En su análisis, el Defensor del Pueblo remarcó que la situación actual ha escalado a un nivel de gravedad institucional que pone en jaque la seguridad social del país. Ante la imposibilidad de miles de santiagueños de acceder a su derecho básico a la salud, Ger no dudó en utilizar una frase contundente para describir el panorama: “Reitero, la patria está en peligro”. Con esta expresión, buscó alertar sobre el quiebre del contrato social que el Estado debe mantener con sus ciudadanos más frágiles.
Asimismo, Ger instó a las autoridades correspondientes a normalizar el vínculo con los profesionales de la salud para evitar que el conflicto se cobre vidas. Explicó que los médicos de cabecera son el primer eslabón de contacto y que, sin ellos, el sistema colapsa, derivando la demanda a hospitales públicos ya saturados. La falta de pago o la desactualización de honorarios que motiva el paro es, según sus palabras, un reflejo de la falta de sensibilidad social que impera en la Casa Rosada.

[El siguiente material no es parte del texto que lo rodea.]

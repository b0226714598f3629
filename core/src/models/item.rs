// covenant/src/models/item.rs

use chrono::{DateTime, Utc};
use serde::{Deserialize, Serialize};
use uuid::Uuid;

/// A purchasable artifact in the shop catalog.
#[derive(Debug, Clone, Serialize, Deserialize)]
#[serde(rename_all = "camelCase")]
#[cfg_attr(feature = "sqlx", derive(sqlx::FromRow))]
pub struct Item {
  pub id: Uuid,
  pub name: String,
  pub price_cents: i64,
  pub description: String,
  pub mystical_properties: Option<String>,
  pub image_url: Option<String>,
  pub created_at: DateTime<Utc>,
}

#[derive(Debug, Clone, Deserialize)]
#[serde(rename_all = "camelCase")]
pub struct NewItem {
  pub name: String,
  pub price_cents: i64,
  pub description: String,
  #[serde(default)]
  pub mystical_properties: Option<String>,
  #[serde(default)]
  pub image_url: Option<String>,
}

impl NewItem {
  pub(crate) fn into_record(self, id: Uuid, created_at: DateTime<Utc>) -> Item {
    Item {
      id,
      name: self.name,
      price_cents: self.price_cents,
      description: self.description,
      mystical_properties: self.mystical_properties,
      image_url: self.image_url,
      created_at,
    }
  }
}

/// The slice of an item shown alongside an order.
#[derive(Debug, Clone, PartialEq, Serialize)]
#[serde(rename_all = "camelCase")]
pub struct ItemSummary {
  pub id: Uuid,
  pub name: String,
  pub price_cents: i64,
  pub description: String,
  pub image_url: Option<String>,
}

impl From<&Item> for ItemSummary {
  fn from(item: &Item) -> Self {
    ItemSummary {
      id: item.id,
      name: item.name.clone(),
      price_cents: item.price_cents,
      description: item.description.clone(),
      image_url: item.image_url.clone(),
    }
  }
}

Finalmente, el funcionario reafirmó su compromiso de seguir acompañando los reclamos de los jubilados desde la Defensoría del Pueblo. Aseguró que se agotarán las instancias institucionales para exigir que PAMI cumpla con sus obligaciones y garantice la cobertura prestacional. La jornada cerró con un llamado a la reflexión colectiva sobre el trato que la sociedad y el Estado brindan a quienes dedicaron su vida al trabajo y hoy se encuentran desamparados frente a la enfermedad.